In holding that reversible error was committed in denying defendant the right to introduce Dr. Prisbie's testimony, we want to make it clear that upon retrial in this case, and in all cases in the future when under similar circumstances the people offer similar proof, it will constitute an admission by counsel for the people to the court that neither the prosecutrix or the people will object to rebuttal proof on the grounds of qualified privilege.

Question 3: "Did not the trial court err in refusing to compel the State to indorse as a res gestae witness one * * * [a certain girl friend of Jeanne's]?"[5]

Jeanne testified that her girl friend was present the first time she had relations with defendant. It is not necessary to review the argument presented by appellant and appellee as to whether error was committed by not indorsing the girl friend at the *138 trial. Sufficient to say, she should be indorsed on retrial.

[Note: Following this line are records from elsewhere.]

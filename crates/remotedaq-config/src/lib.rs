//! Shared configuration for RemoteDAQ.
//!
//! The TOML application config (timeouts, refresh cadence, DAQ port,
//! channel layout), the `settings.json` network settings store, and
//! translation to `remotedaq_core::DashboardConfig`. The CLI adds
//! `GlobalOpts`-aware overrides on top.

pub mod settings;

use std::path::{Path, PathBuf};
use std::time::Duration;

use directories::ProjectDirs;
use figment::{
    Figment,
    providers::{Env, Format, Serialized, Toml},
};
use serde::{Deserialize, Serialize};
use thiserror::Error;

use remotedaq_core::{ChannelLayout, DashboardConfig, NodeFilter, TlsVerification};

pub use settings::SettingsStore;

/// Prefix for every environment override.
pub const ENV_PREFIX: &str = "REMOTEDAQ_";

/// Environment variable carrying this machine's ZeroTier node id.
pub const NODE_ID_ENV: &str = "REMOTEDAQ_NODE_ID";

// ── Error ───────────────────────────────────────────────────────────

#[derive(Debug, Error)]
pub enum ConfigError {
    #[error("invalid {field}: {reason}")]
    Validation { field: String, reason: String },

    #[error("failed to serialize config: {0}")]
    Serialization(#[from] toml::ser::Error),

    #[error("invalid settings file: {0}")]
    Json(#[from] serde_json::Error),

    #[error("config loading failed: {0}")]
    Figment(Box<figment::Error>),

    #[error("IO error: {0}")]
    Io(#[from] std::io::Error),
}

impl From<figment::Error> for ConfigError {
    fn from(err: figment::Error) -> Self {
        Self::Figment(Box::new(err))
    }
}

// ── TOML config structs ─────────────────────────────────────────────

/// Top-level TOML configuration.
#[derive(Debug, Clone, PartialEq, Eq, Deserialize, Serialize)]
pub struct Config {
    /// Per-request timeout in seconds.
    #[serde(default = "default_timeout")]
    pub timeout: u64,

    /// Directory refresh cadence in seconds. Zero disables the loop.
    #[serde(default = "default_refresh_interval")]
    pub refresh_interval: u64,

    /// Port every node's HTTP server listens on.
    #[serde(default = "default_daq_port")]
    pub daq_port: u16,

    /// ZeroTier id of this machine, hidden from node listings.
    #[serde(default, skip_serializing_if = "Option::is_none")]
    pub local_node_id: Option<String>,

    /// ZeroTier Central API root.
    #[serde(default = "default_zerotier_api_url")]
    pub zerotier_api_url: String,

    /// Extra CA certificate for the ZeroTier API.
    #[serde(default, skip_serializing_if = "Option::is_none")]
    pub ca_cert: Option<PathBuf>,

    /// Override for the `settings.json` location.
    #[serde(default, skip_serializing_if = "Option::is_none")]
    pub settings_path: Option<PathBuf>,

    /// Override for the rolling log directory.
    #[serde(default, skip_serializing_if = "Option::is_none")]
    pub log_dir: Option<PathBuf>,

    /// Output and color defaults for the CLI.
    #[serde(default)]
    pub defaults: Defaults,

    /// Channel counts per group.
    #[serde(default)]
    pub channels: ChannelLayout,
}

impl Default for Config {
    fn default() -> Self {
        Self {
            timeout: default_timeout(),
            refresh_interval: default_refresh_interval(),
            daq_port: default_daq_port(),
            local_node_id: None,
            zerotier_api_url: default_zerotier_api_url(),
            ca_cert: None,
            settings_path: None,
            log_dir: None,
            defaults: Defaults::default(),
            channels: ChannelLayout::default(),
        }
    }
}

#[derive(Debug, Clone, PartialEq, Eq, Deserialize, Serialize)]
pub struct Defaults {
    #[serde(default = "default_output")]
    pub output: String,

    #[serde(default = "default_color")]
    pub color: String,
}

impl Default for Defaults {
    fn default() -> Self {
        Self {
            output: default_output(),
            color: default_color(),
        }
    }
}

fn default_output() -> String {
    "table".into()
}
fn default_color() -> String {
    "auto".into()
}
fn default_timeout() -> u64 {
    30
}
fn default_refresh_interval() -> u64 {
    3
}
fn default_daq_port() -> u16 {
    5000
}
fn default_zerotier_api_url() -> String {
    "https://api.zerotier.com/api/v1/".into()
}

// ── Paths ───────────────────────────────────────────────────────────

fn project_dirs() -> Option<ProjectDirs> {
    ProjectDirs::from("com", "remotedaq", "remotedaq")
}

fn dirs_fallback() -> PathBuf {
    let mut p = PathBuf::from(std::env::var("HOME").unwrap_or_else(|_| ".".into()));
    p.push(".config");
    p.push("remotedaq");
    p
}

/// Platform config directory (XDG on Linux).
pub fn config_dir() -> PathBuf {
    project_dirs().map_or_else(dirs_fallback, |dirs| dirs.config_dir().to_path_buf())
}

/// Resolve the config file path via XDG / platform conventions.
pub fn config_path() -> PathBuf {
    config_dir().join("config.toml")
}

/// Default directory for the rolling log file.
pub fn default_log_dir() -> PathBuf {
    project_dirs().map_or_else(
        || dirs_fallback().join("logs"),
        |dirs| dirs.data_local_dir().join("logs"),
    )
}

// ── Config loading ──────────────────────────────────────────────────

/// Load the full Config from the canonical file + environment.
pub fn load_config() -> Result<Config, ConfigError> {
    load_config_from(&config_path())
}

/// Load the full Config from `path` + environment.
///
/// Nested keys use a double underscore: `REMOTEDAQ_CHANNELS__ANALOG_OUTPUT=2`.
pub fn load_config_from(path: &Path) -> Result<Config, ConfigError> {
    let figment = Figment::new()
        .merge(Serialized::defaults(Config::default()))
        .merge(Toml::file(path))
        .merge(
            Env::prefixed(ENV_PREFIX)
                .ignore(&["node_id", "settings", "config", "log"])
                .split("__"),
        );

    let mut config: Config = figment.extract()?;
    if let Some(id) = std::env::var(NODE_ID_ENV)
        .ok()
        .filter(|id| !id.trim().is_empty())
    {
        config.local_node_id = Some(id);
    }
    Ok(config)
}

// ── Config saving ───────────────────────────────────────────────────

/// Serialize config to TOML at `path`, creating parent directories.
pub fn save_config_to(cfg: &Config, path: &Path) -> Result<(), ConfigError> {
    if let Some(parent) = path.parent() {
        std::fs::create_dir_all(parent)?;
    }
    let toml_str = toml::to_string_pretty(cfg)?;
    std::fs::write(path, toml_str)?;
    Ok(())
}

// ── Translation ─────────────────────────────────────────────────────

impl Config {
    /// Where the network settings live.
    pub fn settings_location(&self) -> PathBuf {
        self.settings_path
            .clone()
            .unwrap_or_else(SettingsStore::default_location)
    }

    /// Where the rolling log file goes.
    pub fn log_location(&self) -> PathBuf {
        self.log_dir.clone().unwrap_or_else(default_log_dir)
    }
}

/// Build a `DashboardConfig` from the file config.
///
/// Every request must carry a timeout, so a zero timeout is rejected.
pub fn to_dashboard_config(cfg: &Config) -> Result<DashboardConfig, ConfigError> {
    let zerotier_url: url::Url =
        cfg.zerotier_api_url
            .parse()
            .map_err(|_| ConfigError::Validation {
                field: "zerotier_api_url".into(),
                reason: format!("invalid URL: {}", cfg.zerotier_api_url),
            })?;

    if cfg.timeout == 0 {
        return Err(ConfigError::Validation {
            field: "timeout".into(),
            reason: "must be at least 1 second".into(),
        });
    }

    let tls = cfg
        .ca_cert
        .as_ref()
        .map_or(TlsVerification::SystemDefaults, |ca| {
            TlsVerification::CustomCa(ca.clone())
        });

    Ok(DashboardConfig {
        zerotier_url,
        tls,
        timeout: Duration::from_secs(cfg.timeout),
        refresh_interval: Duration::from_secs(cfg.refresh_interval),
        daq_port: cfg.daq_port,
        local_node_id: cfg.local_node_id.clone(),
        node_filter: NodeFilter::Online,
        channels: cfg.channels,
    })
}

#[cfg(test)]
#[allow(clippy::unwrap_used)]
mod tests {
    use pretty_assertions::assert_eq;

    use super::*;

    #[test]
    fn defaults_translate_to_dashboard_defaults() {
        let dash = to_dashboard_config(&Config::default()).unwrap();
        let expected = DashboardConfig::default();
        assert_eq!(dash.zerotier_url, expected.zerotier_url);
        assert_eq!(dash.timeout, expected.timeout);
        assert_eq!(dash.refresh_interval, expected.refresh_interval);
        assert_eq!(dash.daq_port, expected.daq_port);
        assert_eq!(dash.channels, expected.channels);
    }

    #[test]
    fn zero_timeout_is_rejected() {
        let cfg = Config {
            timeout: 0,
            ..Config::default()
        };
        assert!(matches!(
            to_dashboard_config(&cfg),
            Err(ConfigError::Validation { .. })
        ));
    }

    #[test]
    fn bad_url_is_rejected() {
        let cfg = Config {
            zerotier_api_url: "not a url".into(),
            ..Config::default()
        };
        let err = to_dashboard_config(&cfg).unwrap_err();
        assert!(err.to_string().contains("zerotier_api_url"));
    }

    #[test]
    fn ca_cert_selects_custom_tls() {
        let cfg = Config {
            ca_cert: Some(PathBuf::from("/etc/ssl/zt.pem")),
            ..Config::default()
        };
        let dash = to_dashboard_config(&cfg).unwrap();
        assert_eq!(
            dash.tls,
            TlsVerification::CustomCa(PathBuf::from("/etc/ssl/zt.pem"))
        );
    }

    #[test]
    fn toml_round_trips() {
        let cfg = Config {
            daq_port: 8080,
            local_node_id: Some("a1b2c3d4e5".into()),
            ..Config::default()
        };
        let text = toml::to_string_pretty(&cfg).unwrap();
        let back: Config = toml::from_str(&text).unwrap();
        assert_eq!(back, cfg);
    }
}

Reversed and remanded for new trial.

KAVANAGH, C.J., and DETHMERS, SOURIS, SMITH, O'HARA, and ADAMS, JJ., concurred with KELLY, J.

BLACK, J., concurred in result.

NOTES

[1] The surname is purposely deleted to save identity.

[2] See CLS 1961, § 750.520 (Stat Ann 1954 Rev § 28.788). — REPORTER.

[3] See CLS 1961, § 600.2157 (Stat Ann 1962 Rev § 27A.2157). — REPORTER.

[4] Lincoln v. City of Detroit, 101 Mich. 245; 8 Wigmore on Evidence (McNaughton Rev), § 2386, p 851.

[5] Name eliminated to save identity.